• Directions for this task: Please determine how many lines of the material include the word "usize", and respond with nothing but that number.

• Data for this task:
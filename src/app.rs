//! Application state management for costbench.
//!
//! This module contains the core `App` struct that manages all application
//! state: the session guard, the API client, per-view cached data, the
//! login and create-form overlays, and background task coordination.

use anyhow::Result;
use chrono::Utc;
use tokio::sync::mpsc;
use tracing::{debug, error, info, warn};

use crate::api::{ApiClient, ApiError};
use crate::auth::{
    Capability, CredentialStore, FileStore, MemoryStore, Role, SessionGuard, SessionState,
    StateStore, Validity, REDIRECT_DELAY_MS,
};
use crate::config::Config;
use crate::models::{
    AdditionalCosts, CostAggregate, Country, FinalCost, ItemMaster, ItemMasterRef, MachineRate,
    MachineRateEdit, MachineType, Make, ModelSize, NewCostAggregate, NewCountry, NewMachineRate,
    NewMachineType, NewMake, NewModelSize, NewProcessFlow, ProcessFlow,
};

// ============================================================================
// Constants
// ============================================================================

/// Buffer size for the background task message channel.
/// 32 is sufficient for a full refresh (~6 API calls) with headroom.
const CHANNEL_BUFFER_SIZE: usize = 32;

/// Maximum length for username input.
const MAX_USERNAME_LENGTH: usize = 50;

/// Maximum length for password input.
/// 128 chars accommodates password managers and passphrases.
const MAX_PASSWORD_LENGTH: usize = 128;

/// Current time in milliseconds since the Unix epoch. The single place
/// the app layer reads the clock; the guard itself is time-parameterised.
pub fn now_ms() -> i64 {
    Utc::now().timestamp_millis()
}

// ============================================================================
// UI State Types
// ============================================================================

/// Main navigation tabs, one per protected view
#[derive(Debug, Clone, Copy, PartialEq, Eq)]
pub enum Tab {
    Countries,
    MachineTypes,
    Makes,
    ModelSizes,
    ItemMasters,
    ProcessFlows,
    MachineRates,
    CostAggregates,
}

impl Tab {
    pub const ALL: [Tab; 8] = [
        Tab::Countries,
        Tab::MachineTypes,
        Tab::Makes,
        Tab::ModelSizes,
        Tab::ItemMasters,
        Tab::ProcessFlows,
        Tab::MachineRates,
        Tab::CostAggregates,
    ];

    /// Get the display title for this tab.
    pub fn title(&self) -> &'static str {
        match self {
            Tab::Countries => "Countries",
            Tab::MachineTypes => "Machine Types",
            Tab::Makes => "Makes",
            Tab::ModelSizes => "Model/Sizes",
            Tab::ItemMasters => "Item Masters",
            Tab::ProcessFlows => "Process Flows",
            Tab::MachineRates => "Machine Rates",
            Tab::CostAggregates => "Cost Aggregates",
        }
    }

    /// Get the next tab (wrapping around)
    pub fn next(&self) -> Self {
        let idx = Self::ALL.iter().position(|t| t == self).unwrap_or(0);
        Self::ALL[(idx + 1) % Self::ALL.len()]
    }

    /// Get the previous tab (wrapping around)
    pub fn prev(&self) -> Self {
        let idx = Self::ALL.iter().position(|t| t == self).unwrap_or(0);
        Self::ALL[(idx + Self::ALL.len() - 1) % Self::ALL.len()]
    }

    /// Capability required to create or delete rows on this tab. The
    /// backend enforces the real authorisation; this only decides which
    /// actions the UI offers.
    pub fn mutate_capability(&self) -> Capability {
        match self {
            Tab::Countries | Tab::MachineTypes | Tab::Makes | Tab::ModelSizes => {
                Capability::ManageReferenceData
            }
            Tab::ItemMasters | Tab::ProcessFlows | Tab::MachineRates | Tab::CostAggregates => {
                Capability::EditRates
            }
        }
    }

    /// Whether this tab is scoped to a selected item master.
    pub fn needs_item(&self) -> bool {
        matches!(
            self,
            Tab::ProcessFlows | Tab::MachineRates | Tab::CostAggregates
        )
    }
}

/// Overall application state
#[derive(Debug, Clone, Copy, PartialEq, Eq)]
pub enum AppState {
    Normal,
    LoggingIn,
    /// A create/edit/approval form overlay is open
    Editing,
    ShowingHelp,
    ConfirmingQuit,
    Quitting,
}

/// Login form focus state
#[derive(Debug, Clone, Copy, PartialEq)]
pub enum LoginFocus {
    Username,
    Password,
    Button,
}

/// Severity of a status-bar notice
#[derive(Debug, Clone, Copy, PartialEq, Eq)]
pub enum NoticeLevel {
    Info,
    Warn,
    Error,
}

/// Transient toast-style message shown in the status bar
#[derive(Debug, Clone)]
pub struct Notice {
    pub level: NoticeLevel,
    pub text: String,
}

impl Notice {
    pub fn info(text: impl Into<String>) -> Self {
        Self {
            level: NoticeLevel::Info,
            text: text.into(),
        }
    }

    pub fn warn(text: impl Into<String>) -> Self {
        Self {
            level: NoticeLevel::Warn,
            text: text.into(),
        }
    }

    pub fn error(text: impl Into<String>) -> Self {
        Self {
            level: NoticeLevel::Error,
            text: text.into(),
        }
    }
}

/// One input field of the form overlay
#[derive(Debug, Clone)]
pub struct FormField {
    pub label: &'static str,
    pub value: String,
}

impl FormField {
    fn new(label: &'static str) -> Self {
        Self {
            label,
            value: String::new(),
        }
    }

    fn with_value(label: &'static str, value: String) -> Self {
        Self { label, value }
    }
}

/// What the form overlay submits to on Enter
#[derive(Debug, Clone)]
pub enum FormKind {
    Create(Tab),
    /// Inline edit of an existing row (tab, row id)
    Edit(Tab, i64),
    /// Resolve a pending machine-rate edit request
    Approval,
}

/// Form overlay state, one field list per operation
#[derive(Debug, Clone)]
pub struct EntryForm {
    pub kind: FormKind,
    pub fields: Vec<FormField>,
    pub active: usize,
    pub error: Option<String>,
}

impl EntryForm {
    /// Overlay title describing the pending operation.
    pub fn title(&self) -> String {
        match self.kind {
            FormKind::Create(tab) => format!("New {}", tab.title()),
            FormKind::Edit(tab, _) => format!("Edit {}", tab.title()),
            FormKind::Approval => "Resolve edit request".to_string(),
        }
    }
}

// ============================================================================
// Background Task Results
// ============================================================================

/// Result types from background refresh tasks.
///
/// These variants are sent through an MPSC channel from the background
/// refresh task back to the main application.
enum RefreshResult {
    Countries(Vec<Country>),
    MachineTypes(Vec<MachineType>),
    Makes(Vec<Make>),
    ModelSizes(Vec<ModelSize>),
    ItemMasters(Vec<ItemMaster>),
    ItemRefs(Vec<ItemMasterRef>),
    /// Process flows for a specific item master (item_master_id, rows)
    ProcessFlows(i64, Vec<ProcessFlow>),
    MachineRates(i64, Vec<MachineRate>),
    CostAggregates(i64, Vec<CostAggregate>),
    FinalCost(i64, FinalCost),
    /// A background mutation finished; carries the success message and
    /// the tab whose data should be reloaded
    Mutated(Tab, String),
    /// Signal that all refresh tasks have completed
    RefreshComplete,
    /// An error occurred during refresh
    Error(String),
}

• Result of this task: 4